II. La reconnaissance religieuse

En Occident, le terme « religion » a toujours été sujet à polémique. Sa racine latine, religio, désignait une façon d’agir authentique : soigneusement, fidèlement et avec une attention scrupuleuse portée au détail. Cette façon d’agir authentique était cependant définie par son contraire, la superstition, mode de conduite motivé par l’ignorance, la peur et la tromperie. Comme l’a observé le linguiste Émile Benveniste, la « notion de “religion” requiert pour ainsi dire, par opposition, celle de “superstition” ». 3 Inévitablement, la distinction entre religion et superstition, l’authentique et le frauduleux, le familier et l’étrange, bascule dans une opposition élémentaire entre « nous » et « eux ». Dans cette opposition, la religion authentique est revendiquée par « nous », alors que les croyances et les pratiques basées sur l’ignorance superstitieuse, la peur et la tromperie sont attribuées à « eux ».
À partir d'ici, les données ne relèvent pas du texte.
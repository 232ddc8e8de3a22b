//! Operator access list used as the pool's authorizer.
//!
//! - [Operation::Rebase] is open to every account
//! - [Operation::Bootstrap] is reserved for the treasury account
//! - every other operation requires an operator account

use crate::interface::{Authorizer, Operation};
use near_sdk::borsh::{BorshDeserialize, BorshSerialize};
use near_sdk::AccountId;
use std::collections::BTreeSet;

#[derive(BorshSerialize, BorshDeserialize, Debug, Clone, PartialEq)]
#[borsh(crate = "near_sdk::borsh")]
pub struct OperatorAccessList {
    operators: BTreeSet<AccountId>,
    treasury: AccountId,
}

impl OperatorAccessList {
    pub fn new(operator: AccountId, treasury: AccountId) -> Self {
        let mut operators = BTreeSet::new();
        operators.insert(operator);
        Self {
            operators,
            treasury,
        }
    }

    pub fn treasury(&self) -> &AccountId {
        &self.treasury
    }

    pub fn is_operator(&self, account: &AccountId) -> bool {
        self.operators.contains(account)
    }

    /// returns false if the account was already an operator
    pub fn add_operator(&mut self, account: AccountId) -> bool {
        self.operators.insert(account)
    }

    /// returns false if the account was not an operator
    pub fn remove_operator(&mut self, account: &AccountId) -> bool {
        self.operators.remove(account)
    }
}

impl Authorizer for OperatorAccessList {
    fn authorize(&self, operation: Operation, caller: &AccountId) -> bool {
        match operation {
            Operation::Rebase => true,
            Operation::Bootstrap => caller == &self.treasury,
            _ => self.is_operator(caller),
        }
    }
}

#[cfg(test)]
mod test {
    use super::*;

    fn account(id: &str) -> AccountId {
        id.parse().unwrap()
    }

    #[test]
    fn authorize() {
        let mut access = OperatorAccessList::new(account("operator.near"), account("treasury.near"));
        assert!(access.authorize(Operation::Rebase, &account("alice.near")));
        assert!(access.authorize(Operation::Bootstrap, &account("treasury.near")));
        assert!(!access.authorize(Operation::Bootstrap, &account("operator.near")));
        assert!(access.authorize(Operation::NetOutPending, &account("operator.near")));
        assert!(!access.authorize(Operation::NetOutPending, &account("treasury.near")));

        assert!(access.add_operator(account("alice.near")));
        assert!(access.authorize(Operation::UpdateConfig, &account("alice.near")));
        assert!(access.remove_operator(&account("alice.near")));
        assert!(!access.authorize(Operation::UpdateConfig, &account("alice.near")));
    }
}
use near_sdk::borsh::{BorshDeserialize, BorshSerialize};
use std::fmt::{self, Display, Formatter};
use std::ops::{Add, AddAssign, Sub, SubAssign};

/// amount of the base asset that is staked through the pool
#[derive(
    BorshSerialize, BorshDeserialize, Debug, Clone, Copy, Eq, PartialEq, Ord, PartialOrd, Default,
)]
#[borsh(crate = "near_sdk::borsh")]
pub struct UnderlyingAmount(pub u128);

impl From<u128> for UnderlyingAmount {
    fn from(value: u128) -> Self {
        Self(value)
    }
}

impl From<UnderlyingAmount> for u128 {
    fn from(value: UnderlyingAmount) -> Self {
        value.0
    }
}

impl UnderlyingAmount {
    pub const ZERO: UnderlyingAmount = UnderlyingAmount(0);

    pub fn value(&self) -> u128 {
        self.0
    }

    pub fn is_zero(&self) -> bool {
        self.0 == 0
    }

    pub fn checked_add(self, other: Self) -> Option<Self> {
        self.0.checked_add(other.0).map(Self)
    }

    pub fn checked_sub(self, other: Self) -> Option<Self> {
        self.0.checked_sub(other.0).map(Self)
    }

    pub fn saturating_sub(self, other: Self) -> Self {
        Self(self.0.saturating_sub(other.0))
    }
}

impl Display for UnderlyingAmount {
    fn fmt(&self, f: &mut Formatter<'_>) -> fmt::Result {
        self.0.fmt(f)
    }
}

impl Add for UnderlyingAmount {
    type Output = Self;

    fn add(self, rhs: Self) -> Self::Output {
        Self(self.0 + rhs.0)
    }
}

impl AddAssign for UnderlyingAmount {
    fn add_assign(&mut self, rhs: Self) {
        self.0 += rhs.0;
    }
}

impl Sub for UnderlyingAmount {
    type Output = Self;

    fn sub(self, rhs: Self) -> Self::Output {
        Self(self.0 - rhs.0)
    }
}

impl SubAssign for UnderlyingAmount {
    fn sub_assign(&mut self, rhs: Self) {
        self.0 -= rhs.0;
    }
}

impl std::iter::Sum for UnderlyingAmount {
    fn sum<I: Iterator<Item = Self>>(iter: I) -> Self {
        iter.fold(Self::ZERO, Add::add)
    }
}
En Afrique du Sud, cette opposition conceptuelle entre religion et superstition a une longue histoire, relatée dans des exposés européens au sujet des croyances et des pratiques des indigènes africains. Tout au long du XIXe siècle, les observateurs européens ont refusé de reconnaître que les différentes formes de la vie religieuse africaine devaient être considérées comme une « religion ». Par exemple, au début du XIXe siècle, Johannes Theodorus van der Kemp, premier missionnaire de la Société missionnaire de Londres en Afrique du Sud, a démontré dans ses écrits cette négation de la religion africaine. Parlant des peuples du Cap oriental, Johannes T. van der Kemp a déclaré : « Si par religion nous entendons le respect de Dieu, ou l’action extérieure par laquelle on exprime ce respect, je n’ai jamais pu percevoir qu’ils avaient une quelconque religion, ou qu’ils avaient le concept de l’existence d’un Dieu. »4 Johannes T. van der Kemp niait ouvertement le fait que les peuples du Cap oriental avaient une « religion » authentique. Par contre, il insistait sur le fait que les Africains étaient affligés par l’ignorance, la peur et la tromperie de la « superstition ».
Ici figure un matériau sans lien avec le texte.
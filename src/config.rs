use crate::domain::{LstAmount, UnderlyingAmount};
use crate::errors::StakingPoolError;
use crate::interface::ConfigUpdate;
use crate::near::UNIT;
use near_sdk::borsh::{BorshDeserialize, BorshSerialize};

#[derive(BorshSerialize, BorshDeserialize, Debug, Clone, Copy, PartialEq, Eq)]
#[borsh(crate = "near_sdk::borsh")]
pub struct Config {
    /// max number of issued undelegation requests executed per call
    undelegation_queue_max_iter: u32,
    /// max number of delegation queue entries processed per call
    dao_delegation_queue_max_iter: u32,
    /// max number of withdrawal batches visited per netting / scheduling call, and max number of
    /// undelegation queue entries processed per call
    round_unscheduled_undelegations_max_iter: u32,
    /// number of times a queue entry may be requeued before the queue is reported as stalled
    queue_entry_max_retries: u32,
    max_lst_supply: LstAmount,
    /// applies to the sum of delegations to an agent across all ledgers
    max_delegation_per_agent: UnderlyingAmount,
    /// per deposit ceiling
    max_deposit: UnderlyingAmount,
}

impl Default for Config {
    fn default() -> Self {
        Self {
            undelegation_queue_max_iter: 10,
            dao_delegation_queue_max_iter: 10,
            round_unscheduled_undelegations_max_iter: 10,
            queue_entry_max_retries: 5,
            max_lst_supply: LstAmount(1_000_000_000 * UNIT),
            max_delegation_per_agent: UnderlyingAmount(100_000_000 * UNIT),
            max_deposit: UnderlyingAmount(10_000_000 * UNIT),
        }
    }
}

impl Config {
    pub fn undelegation_queue_max_iter(&self) -> u32 {
        self.undelegation_queue_max_iter
    }

    pub fn dao_delegation_queue_max_iter(&self) -> u32 {
        self.dao_delegation_queue_max_iter
    }

    pub fn round_unscheduled_undelegations_max_iter(&self) -> u32 {
        self.round_unscheduled_undelegations_max_iter
    }

    pub fn queue_entry_max_retries(&self) -> u32 {
        self.queue_entry_max_retries
    }

    pub fn max_lst_supply(&self) -> LstAmount {
        self.max_lst_supply
    }

    pub fn max_delegation_per_agent(&self) -> UnderlyingAmount {
        self.max_delegation_per_agent
    }

    pub fn max_deposit(&self) -> UnderlyingAmount {
        self.max_deposit
    }

    /// Merges the specified updates.
    ///
    /// The config is left untouched if the merged config is invalid.
    pub fn apply_updates(&mut self, updates: &ConfigUpdate) -> Result<(), StakingPoolError> {
        let mut config = *self;
        if let Some(value) = updates.undelegation_queue_max_iter {
            config.undelegation_queue_max_iter = value;
        }
        if let Some(value) = updates.dao_delegation_queue_max_iter {
            config.dao_delegation_queue_max_iter = value;
        }
        if let Some(value) = updates.round_unscheduled_undelegations_max_iter {
            config.round_unscheduled_undelegations_max_iter = value;
        }
        if let Some(value) = updates.queue_entry_max_retries {
            config.queue_entry_max_retries = value;
        }
        if let Some(value) = updates.max_lst_supply {
            config.max_lst_supply = value.0.into();
        }
        if let Some(value) = updates.max_delegation_per_agent {
            config.max_delegation_per_agent = value.0.into();
        }
        if let Some(value) = updates.max_deposit {
            config.max_deposit = value.0.into();
        }
        config.validate()?;
        *self = config;
        Ok(())
    }

    pub fn validate(&self) -> Result<(), StakingPoolError> {
        if self.undelegation_queue_max_iter == 0
            || self.dao_delegation_queue_max_iter == 0
            || self.round_unscheduled_undelegations_max_iter == 0
        {
            return Err(StakingPoolError::InvalidConfig(
                "queue iteration limits must not be zero",
            ));
        }
        if self.queue_entry_max_retries == 0 {
            return Err(StakingPoolError::InvalidConfig(
                "queue entry max retries must not be zero",
            ));
        }
        if self.max_lst_supply.is_zero()
            || self.max_delegation_per_agent.is_zero()
            || self.max_deposit.is_zero()
        {
            return Err(StakingPoolError::InvalidConfig("ceilings must not be zero"));
        }
        Ok(())
    }
}
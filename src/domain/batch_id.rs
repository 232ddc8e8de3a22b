use near_sdk::borsh::{BorshDeserialize, BorshSerialize};
use std::fmt::{self, Display, Formatter};

/// withdrawal batch sequence number
#[derive(
    BorshSerialize,
    BorshDeserialize,
    Debug,
    Clone,
    Copy,
    Eq,
    PartialEq,
    Ord,
    PartialOrd,
    Default,
    Hash,
)]
#[borsh(crate = "near_sdk::borsh")]
pub struct BatchId(pub u64);

impl From<u64> for BatchId {
    fn from(value: u64) -> Self {
        Self(value)
    }
}

impl BatchId {
    pub fn value(&self) -> u64 {
        self.0
    }

    pub fn next(&self) -> Self {
        Self(self.0 + 1)
    }
}

impl Display for BatchId {
    fn fmt(&self, f: &mut Formatter<'_>) -> fmt::Result {
        self.0.fmt(f)
    }
}

#[cfg(test)]
mod test {
    use super::*;

    #[test]
    fn batch_id_sequence() {
        let batch_id = BatchId::default();
        assert_eq!(batch_id.next(), BatchId(1));
        assert_eq!(batch_id.next().next().value(), 2);
    }
}
use crate::domain::{LedgerId, Percent, UnderlyingAmount};
use near_sdk::AccountId;
use thiserror::Error;

#[derive(Error, Debug, Clone, PartialEq, Eq)]
pub enum AgentError {
    /// the request's delay has not yet elapsed
    #[error("delegation request is not yet executable")]
    NotExecutable,
    #[error("staking agent rejected the call: {0}")]
    Rejected(String),
}

/// Capability to delegate funds with the external staking system.
///
/// Ledgers are identified towards the agent by their [LedgerId]. The pool trusts the values the agent
/// returns and does not verify the agent's own consensus.
pub trait StakingAgent {
    /// starts a new delegation
    /// - `auto_compound` sets the share of rewards that is compounded into the delegation
    fn delegate(
        &mut self,
        ledger: LedgerId,
        agent: &AccountId,
        amount: UnderlyingAmount,
        auto_compound: Option<Percent>,
    ) -> Result<(), AgentError>;

    fn bond_more(
        &mut self,
        ledger: LedgerId,
        agent: &AccountId,
        amount: UnderlyingAmount,
    ) -> Result<(), AgentError>;

    fn schedule_bond_less(
        &mut self,
        ledger: LedgerId,
        agent: &AccountId,
        amount: UnderlyingAmount,
    ) -> Result<(), AgentError>;

    fn schedule_revoke(&mut self, ledger: LedgerId, agent: &AccountId) -> Result<(), AgentError>;

    fn cancel_request(&mut self, ledger: LedgerId, agent: &AccountId) -> Result<(), AgentError>;

    /// returns the amount released back to the ledger
    ///
    /// fails with [AgentError::NotExecutable] if the request's delay has not yet elapsed
    fn execute_request(
        &mut self,
        ledger: LedgerId,
        agent: &AccountId,
    ) -> Result<UnderlyingAmount, AgentError>;

    fn delegation_amount(&self, ledger: LedgerId, agent: &AccountId) -> UnderlyingAmount;

    fn request_is_pending(&self, ledger: LedgerId, agent: &AccountId) -> bool;
}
Ce refus de reconnaître les croyances et les pratiques africaines a persisté jusqu’au XXe siècle. Dans les années vingt, par exemple, l’anthropologue afrikaner Werner Willi Max Eiselen, qui allait servir dans l’administration des affaires bantoues de Hendrik Frensch Verwoerd, architecte du « grand apartheid » dans les années cinquante, soutenait que les Africains n’avaient pas de religion indigène. Le mot godsdiens (religion), insistait Max Eiselen, devait être réservé uniquement à ce qu’il appelait « une culture supérieure ». N’ayant pas cette culture, selon Max Eiselen, les Africains pouvaient avoir des geloofsvorme (des formes ou des schémas de croyance), mais n’avaient pas de godsdiens.5 Selon cette formule, par conséquent, les Africains d’Afrique du Sud continuèrent à souffrir de ce refus catégorique de leur héritage religieux indigène.
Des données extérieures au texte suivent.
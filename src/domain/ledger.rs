//! A ledger is a sub-account through which the pool delegates to external staking agents.
//!
//! Each (ledger, agent) pair runs through the delegation state machine:
//!
//! `None -> Delegated -> {BondLessPending, RevokePending} -> None | Delegated(reduced)`
//!
//! At most one request may be pending per pair. A second request can only be scheduled once the
//! pending one has been cancelled or executed.

use crate::domain::{BatchId, UnderlyingAmount};
use crate::errors::{illegal_state::*, StakingPoolError};
use near_sdk::borsh::{BorshDeserialize, BorshSerialize};
use near_sdk::AccountId;
use std::collections::BTreeMap;
use std::fmt::{self, Display, Formatter};

/// stable ledger identifier used towards the staking agent
#[derive(
    BorshSerialize, BorshDeserialize, Debug, Clone, Copy, Eq, PartialEq, Ord, PartialOrd, Default,
)]
#[borsh(crate = "near_sdk::borsh")]
pub struct LedgerId(pub u64);

impl LedgerId {
    pub fn value(&self) -> u64 {
        self.0
    }
}

impl Display for LedgerId {
    fn fmt(&self, f: &mut Formatter<'_>) -> fmt::Result {
        self.0.fmt(f)
    }
}

#[derive(BorshSerialize, BorshDeserialize, Debug, Clone, Copy, PartialEq, Eq)]
#[borsh(crate = "near_sdk::borsh")]
pub enum RequestKind {
    BondLess(UnderlyingAmount),
    Revoke,
}

/// who issued the pending request
#[derive(BorshSerialize, BorshDeserialize, Debug, Clone, Copy, PartialEq, Eq)]
#[borsh(crate = "near_sdk::borsh")]
pub enum RequestOrigin {
    Operator,
    /// issued while processing the undelegation queue on behalf of a withdrawal batch
    Withdrawal(BatchId),
}

#[derive(BorshSerialize, BorshDeserialize, Debug, Clone, Copy, PartialEq, Eq)]
#[borsh(crate = "near_sdk::borsh")]
pub struct PendingRequest {
    pub kind: RequestKind,
    pub origin: RequestOrigin,
}

#[derive(Debug, Clone, Copy, PartialEq, Eq)]
pub enum DelegationState {
    None,
    Delegated(UnderlyingAmount),
    BondLessPending {
        delegated: UnderlyingAmount,
        amount: UnderlyingAmount,
    },
    RevokePending {
        delegated: UnderlyingAmount,
    },
}

#[derive(BorshSerialize, BorshDeserialize, Debug, Clone, PartialEq)]
#[borsh(crate = "near_sdk::borsh")]
pub struct Ledger {
    id: LedgerId,
    balance: UnderlyingAmount,
    delegations: BTreeMap<AccountId, UnderlyingAmount>,
    pending_requests: BTreeMap<AccountId, PendingRequest>,
}

impl Ledger {
    pub fn new(id: LedgerId) -> Self {
        Self {
            id,
            balance: UnderlyingAmount::ZERO,
            delegations: BTreeMap::new(),
            pending_requests: BTreeMap::new(),
        }
    }

    pub fn id(&self) -> LedgerId {
        self.id
    }

    pub fn balance(&self) -> UnderlyingAmount {
        self.balance
    }

    pub fn delegations(&self) -> &BTreeMap<AccountId, UnderlyingAmount> {
        &self.delegations
    }

    pub fn delegation(&self, agent: &AccountId) -> UnderlyingAmount {
        self.delegations
            .get(agent)
            .copied()
            .unwrap_or(UnderlyingAmount::ZERO)
    }

    pub fn total_delegated(&self) -> UnderlyingAmount {
        self.delegations.values().copied().sum()
    }

    pub fn pending_request(&self, agent: &AccountId) -> Option<PendingRequest> {
        self.pending_requests.get(agent).copied()
    }

    pub fn has_pending_requests(&self) -> bool {
        !self.pending_requests.is_empty()
    }

    pub fn pending_requests(&self) -> &BTreeMap<AccountId, PendingRequest> {
        &self.pending_requests
    }

    /// a ledger can only be removed when it holds no funds and has no delegations
    pub fn is_empty(&self) -> bool {
        self.balance.is_zero()
            && self.delegations.values().all(UnderlyingAmount::is_zero)
            && self.pending_requests.is_empty()
    }

    pub fn state(&self, agent: &AccountId) -> DelegationState {
        let delegated = match self.delegations.get(agent) {
            Some(delegated) => *delegated,
            None => return DelegationState::None,
        };
        match self.pending_requests.get(agent).map(|request| request.kind) {
            None => DelegationState::Delegated(delegated),
            Some(RequestKind::BondLess(amount)) => DelegationState::BondLessPending { delegated, amount },
            Some(RequestKind::Revoke) => DelegationState::RevokePending { delegated },
        }
    }

    pub fn credit(&mut self, amount: UnderlyingAmount) -> Result<(), StakingPoolError> {
        self.balance = self
            .balance
            .checked_add(amount)
            .ok_or(StakingPoolError::ArithmeticOverflow)?;
        Ok(())
    }

    pub fn debit(&mut self, amount: UnderlyingAmount) -> Result<(), StakingPoolError> {
        self.balance = self.balance.checked_sub(amount).ok_or(
            StakingPoolError::InsufficientLedgerBalance {
                balance: self.balance.value(),
                requested: amount.value(),
            },
        )?;
        Ok(())
    }

    /// starts a new delegation relationship funded from the ledger balance
    pub fn delegate(
        &mut self,
        agent: &AccountId,
        amount: UnderlyingAmount,
    ) -> Result<(), StakingPoolError> {
        if amount.is_zero() {
            return Err(StakingPoolError::ZeroAmount);
        }
        if self.delegations.contains_key(agent) {
            return Err(StakingPoolError::InvalidState(DELEGATION_EXISTS));
        }
        self.debit(amount)?;
        self.delegations.insert(agent.clone(), amount);
        Ok(())
    }

    pub fn bond_more(
        &mut self,
        agent: &AccountId,
        amount: UnderlyingAmount,
    ) -> Result<(), StakingPoolError> {
        if amount.is_zero() {
            return Err(StakingPoolError::ZeroAmount);
        }
        let delegated = self.check_no_pending_request(agent)?;
        self.debit(amount)?;
        self.delegations.insert(
            agent.clone(),
            delegated
                .checked_add(amount)
                .ok_or(StakingPoolError::ArithmeticOverflow)?,
        );
        Ok(())
    }

    pub fn schedule_bond_less(
        &mut self,
        agent: &AccountId,
        amount: UnderlyingAmount,
        origin: RequestOrigin,
    ) -> Result<(), StakingPoolError> {
        if amount.is_zero() {
            return Err(StakingPoolError::ZeroAmount);
        }
        let delegated = self.check_no_pending_request(agent)?;
        if amount > delegated {
            return Err(StakingPoolError::InsufficientLedgerBalance {
                balance: delegated.value(),
                requested: amount.value(),
            });
        }
        self.pending_requests.insert(
            agent.clone(),
            PendingRequest {
                kind: RequestKind::BondLess(amount),
                origin,
            },
        );
        Ok(())
    }

    /// equivalent to bond-less of the full delegated amount
    pub fn schedule_revoke(
        &mut self,
        agent: &AccountId,
        origin: RequestOrigin,
    ) -> Result<(), StakingPoolError> {
        self.check_no_pending_request(agent)?;
        self.pending_requests.insert(
            agent.clone(),
            PendingRequest {
                kind: RequestKind::Revoke,
                origin,
            },
        );
        Ok(())
    }

    /// clears the pending request - the delegated amount is unchanged
    pub fn cancel_request(&mut self, agent: &AccountId) -> Result<PendingRequest, StakingPoolError> {
        self.pending_requests
            .remove(agent)
            .ok_or(StakingPoolError::NoPendingRequest)
    }

    /// Clears the pending request after the agent executed it.
    ///
    /// `remaining` is the delegation amount reported by the agent after execution. A zero amount
    /// ends the relationship.
    pub fn execute_request(
        &mut self,
        agent: &AccountId,
        remaining: UnderlyingAmount,
    ) -> Result<PendingRequest, StakingPoolError> {
        let request = self
            .pending_requests
            .remove(agent)
            .ok_or(StakingPoolError::NoPendingRequest)?;
        self.sync_delegation(agent, remaining);
        Ok(request)
    }

    /// records the delegation amount reported by the agent, e.g., after rewards were compounded
    pub fn sync_delegation(&mut self, agent: &AccountId, amount: UnderlyingAmount) {
        if amount.is_zero() {
            self.delegations.remove(agent);
        } else {
            self.delegations.insert(agent.clone(), amount);
        }
    }

    fn check_no_pending_request(
        &self,
        agent: &AccountId,
    ) -> Result<UnderlyingAmount, StakingPoolError> {
        let delegated = *self
            .delegations
            .get(agent)
            .ok_or(StakingPoolError::InvalidState(DELEGATION_DOES_NOT_EXIST))?;
        if self.pending_requests.contains_key(agent) {
            return Err(StakingPoolError::InvalidState(PENDING_REQUEST_EXISTS));
        }
        Ok(delegated)
    }
}

#[cfg(test)]
mod test {
    use super::*;

    fn collator() -> AccountId {
        "collator.near".parse().unwrap()
    }

    fn funded_ledger(balance: u128) -> Ledger {
        let mut ledger = Ledger::new(LedgerId(1));
        ledger.credit(balance.into()).unwrap();
        ledger
    }

    #[test]
    fn delegate_moves_funds_from_balance() {
        let mut ledger = funded_ledger(100);
        assert_eq!(ledger.state(&collator()), DelegationState::None);

        ledger.delegate(&collator(), 60.into()).unwrap();
        assert_eq!(ledger.balance(), UnderlyingAmount(40));
        assert_eq!(
            ledger.state(&collator()),
            DelegationState::Delegated(60.into())
        );

        match ledger.delegate(&collator(), 10.into()) {
            Err(StakingPoolError::InvalidState(_)) => (),
            other => panic!("expected InvalidState, but got {:?}", other),
        }

        let err = ledger.bond_more(&collator(), 50.into()).unwrap_err();
        assert_eq!(err.code(), "INSUFFICIENT_LEDGER_BALANCE");
        ledger.bond_more(&collator(), 40.into()).unwrap();
        assert_eq!(ledger.delegation(&collator()), UnderlyingAmount(100));
        assert!(ledger.balance().is_zero());
    }

    /// Given a delegation with a pending bond-less request
    /// When another request is scheduled for the same agent
    /// Then it fails with INVALID_STATE
    #[test]
    fn only_one_pending_request_per_agent() {
        let mut ledger = funded_ledger(100);
        ledger.delegate(&collator(), 100.into()).unwrap();
        ledger
            .schedule_bond_less(&collator(), 30.into(), RequestOrigin::Operator)
            .unwrap();
        assert_eq!(
            ledger.state(&collator()),
            DelegationState::BondLessPending {
                delegated: 100.into(),
                amount: 30.into()
            }
        );

        let err = ledger
            .schedule_revoke(&collator(), RequestOrigin::Operator)
            .unwrap_err();
        assert_eq!(err.code(), "INVALID_STATE");
        let err = ledger.bond_more(&collator(), 1.into()).unwrap_err();
        assert_eq!(err.code(), "INVALID_STATE");

        ledger.cancel_request(&collator()).unwrap();
        assert_eq!(
            ledger.state(&collator()),
            DelegationState::Delegated(100.into())
        );
        ledger
            .schedule_revoke(&collator(), RequestOrigin::Operator)
            .unwrap();
        assert_eq!(
            ledger.state(&collator()),
            DelegationState::RevokePending {
                delegated: 100.into()
            }
        );
    }

    #[test]
    fn bond_less_is_capped_at_delegation() {
        let mut ledger = funded_ledger(100);
        ledger.delegate(&collator(), 100.into()).unwrap();
        let err = ledger
            .schedule_bond_less(&collator(), 101.into(), RequestOrigin::Operator)
            .unwrap_err();
        assert_eq!(err.code(), "INSUFFICIENT_LEDGER_BALANCE");
    }

    #[test]
    fn execute_and_cancel_require_pending_request() {
        let mut ledger = funded_ledger(100);
        ledger.delegate(&collator(), 100.into()).unwrap();
        assert_eq!(
            ledger.cancel_request(&collator()),
            Err(StakingPoolError::NoPendingRequest)
        );
        assert_eq!(
            ledger.execute_request(&collator(), 0.into()),
            Err(StakingPoolError::NoPendingRequest)
        );

        ledger
            .schedule_revoke(&collator(), RequestOrigin::Withdrawal(BatchId(1)))
            .unwrap();
        let request = ledger.execute_request(&collator(), 0.into()).unwrap();
        assert_eq!(request.origin, RequestOrigin::Withdrawal(BatchId(1)));
        assert_eq!(ledger.state(&collator()), DelegationState::None);
        assert!(ledger.is_empty());
    }
}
Le terme « religions » s’est révélé tout aussi problématique. En anglais, le premier enregistrement de l’utilisation du terme pluriel de « religions » remonte à 1593, dans les travaux du théologien protestant Richard Hooker. Contrairement à l’usage contemporain, R. Hooker utilisait le terme « religions » pour faire une distinction entre deux religions, la religion protestante et la religion catholique romaine.6. De toute évidence, R. Hooker voyait deux religions – protestante et catholique – là où les penseurs ultérieurs en ont souvent vu une seule, le christianisme. Au cours du XVIIIe siècle, la pensée européenne divisait le monde en quatre religions : le christianisme, le judaïsme, l’islam et le paganisme, ce dernier se subdivisant parfois en paganisme ancien, moderne et « diabolique ».7 En 1870, quand Friedrich Max Müller donnait ses conférences d’introduction sur les religions comparées, le nombre des grandes religions s’était étendu à huit : le christianisme, le judaïsme, l’islam, l’hindouisme, le bouddhisme, le zoroastrisme, le confucianisme et le taoïsme, avec toutefois d’autres mouvements significatifs que Max Müller nommait « les religions sans écrits ».8 Utilisé à l’origine pour définir les divisions chrétiennes, le terme « religions » fut de plus en plus employé pour essayer de donner un sens à un monde où règne la diversité religieuse.9

Au XXe siècle, les termes « religion » et « les religions » ont continuellement été mêlés aux conflits religieux. Face à l’émergence des « nouveaux mouvements religieux » dans les années soixante et soixante-dix, par exemple, la propagande anticulte a nié le statut religieux de ces mouvements en les qualifiant d’entreprises commerciales, d’organisations politiques subversives ou de « sectes » pratiquant le lavage de cerveau. La polémique anticulte sur ces points semblait même influencer l’analyse spécialisée des nouvelles religions.10

Bien qu’informée dans une certaine mesure par la propagande anticulte, la commission d’enquête sud-africaine qui a tenté de refuser à la Scientology le statut religieux dans son enquête de 1972 semblait plutôt déterminée à renforcer certaines hypothèses chrétiennes sur ce qui devait être considéré comme légitime en matière de religion en Afrique du Sud. Selon la commission, l’Église de Scientology n’était pas une religion, parce qu’elle ne pratiquait pas le culte approprié d’un Dieu personnel. « Bien que la Scientology affirme reconnaître un Être suprême, a déclaré la commission, il n’est jamais question d’une puissance déterminante ou d’un Dieu personnel auquel on doit obéissance et vénération. »11 Rappelant le refus du missionnaire chrétien du XIXe siècle de reconnaître la religion africaine, ce refus du statut religieux à la Scientology était fondé sur une conception purement chrétienne de ce que devait être la forme de culte appropriée, supposée nécessaire pour que des croyances et des pratiques puissent être considérées comme une religion authentique.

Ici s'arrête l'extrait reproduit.